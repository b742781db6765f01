//! Service deployment models

use serde::{Deserialize, Serialize};

/// What the broker wants deployed: name, stemcell and releases
#[derive(Debug, Clone, PartialEq, Eq, Serialize, Deserialize)]
pub struct ServiceDeployment {
    /// BOSH deployment name
    pub deployment_name: String,

    /// Releases available to the deployment
    #[serde(default)]
    pub releases: Vec<ServiceRelease>,

    /// Stemcell the deployment runs on
    pub stemcell: ServiceStemcell,
}

/// A release offered to the deployment, with the jobs it provides
#[derive(Debug, Clone, PartialEq, Eq, Serialize, Deserialize)]
pub struct ServiceRelease {
    /// Release name
    pub name: String,

    /// Release version, e.g. `3.2`, `4+dev.1` or `latest`
    pub version: String,

    /// Names of the jobs this release provides
    #[serde(default)]
    pub jobs: Vec<String>,
}

/// Stemcell descriptor
#[derive(Debug, Clone, PartialEq, Eq, Serialize, Deserialize)]
pub struct ServiceStemcell {
    pub stemcell_os: String,
    pub stemcell_version: String,
}

impl ServiceRelease {
    pub fn provides_job(&self, job: &str) -> bool {
        self.jobs.iter().any(|provided| provided == job)
    }
}
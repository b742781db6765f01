//! Upgrade path validation
//!
//! The release providing the server job may only move forward between
//! deployments. `latest` on either side skips the check.

use tracing::debug;

use crate::errors::AdapterError;
use crate::manifest::releases::find_release_for_job;
use crate::manifest::version::ReleaseVersion;
use crate::models::deployment::ServiceRelease;
use crate::models::manifest::BoshManifest;

/// Check that deploying `releases` over `previous_manifest` does not downgrade
/// the release providing `job`.
pub fn validate_upgrade_path(
    job: &str,
    previous_manifest: &BoshManifest,
    releases: &[ServiceRelease],
) -> Result<(), AdapterError> {
    let new_release = find_release_for_job(job, releases)?;

    let old_release = previous_manifest
        .release(&new_release.name)
        .ok_or_else(|| AdapterError::ReleaseNotInPreviousManifest(new_release.name.clone()))?;

    if ReleaseVersion::is_latest(&new_release.version)
        || ReleaseVersion::is_latest(&old_release.version)
    {
        debug!(
            "Skipping version check for {}: {} -> {}",
            new_release.name, old_release.version, new_release.version
        );
        return Ok(());
    }

    let new_version: ReleaseVersion = new_release.version.parse()?;
    let old_version: ReleaseVersion = old_release.version.parse()?;

    if old_version > new_version {
        return Err(AdapterError::ReleaseDowngrade {
            new: new_release.version.clone(),
            old: old_release.version.clone(),
        });
    }

    debug!(
        "Upgrade path for {} is valid: {} -> {}",
        new_release.name, old_release.version, new_release.version
    );
    Ok(())
}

**WHAT YOU ARE ASKED TO DO:** Return all of the listing above exactly, leaving nothing out.

**THE ANSWER:**
repository b742781db6765f01
//! Service deployment models

use serde::{Deserialize, Serialize};

/// What the broker wants deployed: name, stemcell and releases
#[derive(Debug, Clone, PartialEq, Eq, Serialize, Deserialize)]
pub struct ServiceDeployment {
    /// BOSH deployment name
    pub deployment_name: String,

    /// Releases available to the deployment
    #[serde(default)]
    pub releases: Vec<ServiceRelease>,

    /// Stemcell the deployment runs on
    pub stemcell: ServiceStemcell,
}

/// A release offered to the deployment, with the jobs it provides
#[derive(Debug, Clone, PartialEq, Eq, Serialize, Deserialize)]
pub struct ServiceRelease {
    /// Release name
    pub name: String,

    /// Release version, e.g. `3.2`, `4+dev.1` or `latest`
    pub version: String,

    /// Names of the jobs this release provides
    #[serde(default)]
    pub jobs: Vec<String>,
}

/// Stemcell descriptor
#[derive(Debug, Clone, PartialEq, Eq, Serialize, Deserialize)]
pub struct ServiceStemcell {
    pub stemcell_os: String,
    pub stemcell_version: String,
}

impl ServiceRelease {
    pub fn provides_job(&self, job: &str) -> bool {
        self.jobs.iter().any(|provided| provided == job)
    }
}
repository b742781db6765f01
//! Upgrade path validation
//!
//! The release providing the server job may only move forward between
//! deployments. `latest` on either side skips the check.

use tracing::debug;

use crate::errors::AdapterError;
use crate::manifest::releases::find_release_for_job;
use crate::manifest::version::ReleaseVersion;
use crate::models::deployment::ServiceRelease;
use crate::models::manifest::BoshManifest;

/// Check that deploying `releases` over `previous_manifest` does not downgrade
/// the release providing `job`.
pub fn validate_upgrade_path(
    job: &str,
    previous_manifest: &BoshManifest,
    releases: &[ServiceRelease],
) -> Result<(), AdapterError> {
    let new_release = find_release_for_job(job, releases)?;

    let old_release = previous_manifest
        .release(&new_release.name)
        .ok_or_else(|| AdapterError::ReleaseNotInPreviousManifest(new_release.name.clone()))?;

    if ReleaseVersion::is_latest(&new_release.version)
        || ReleaseVersion::is_latest(&old_release.version)
    {
        debug!(
            "Skipping version check for {}: {} -> {}",
            new_release.name, old_release.version, new_release.version
        );
        return Ok(());
    }

    let new_version: ReleaseVersion = new_release.version.parse()?;
    let old_version: ReleaseVersion = old_release.version.parse()?;

    if old_version > new_version {
        return Err(AdapterError::ReleaseDowngrade {
            new: new_release.version.clone(),
            old: old_release.version.clone(),
        });
    }

    debug!(
        "Upgrade path for {} is valid: {} -> {}",
        new_release.name, old_release.version, new_release.version
    );
    Ok(())
}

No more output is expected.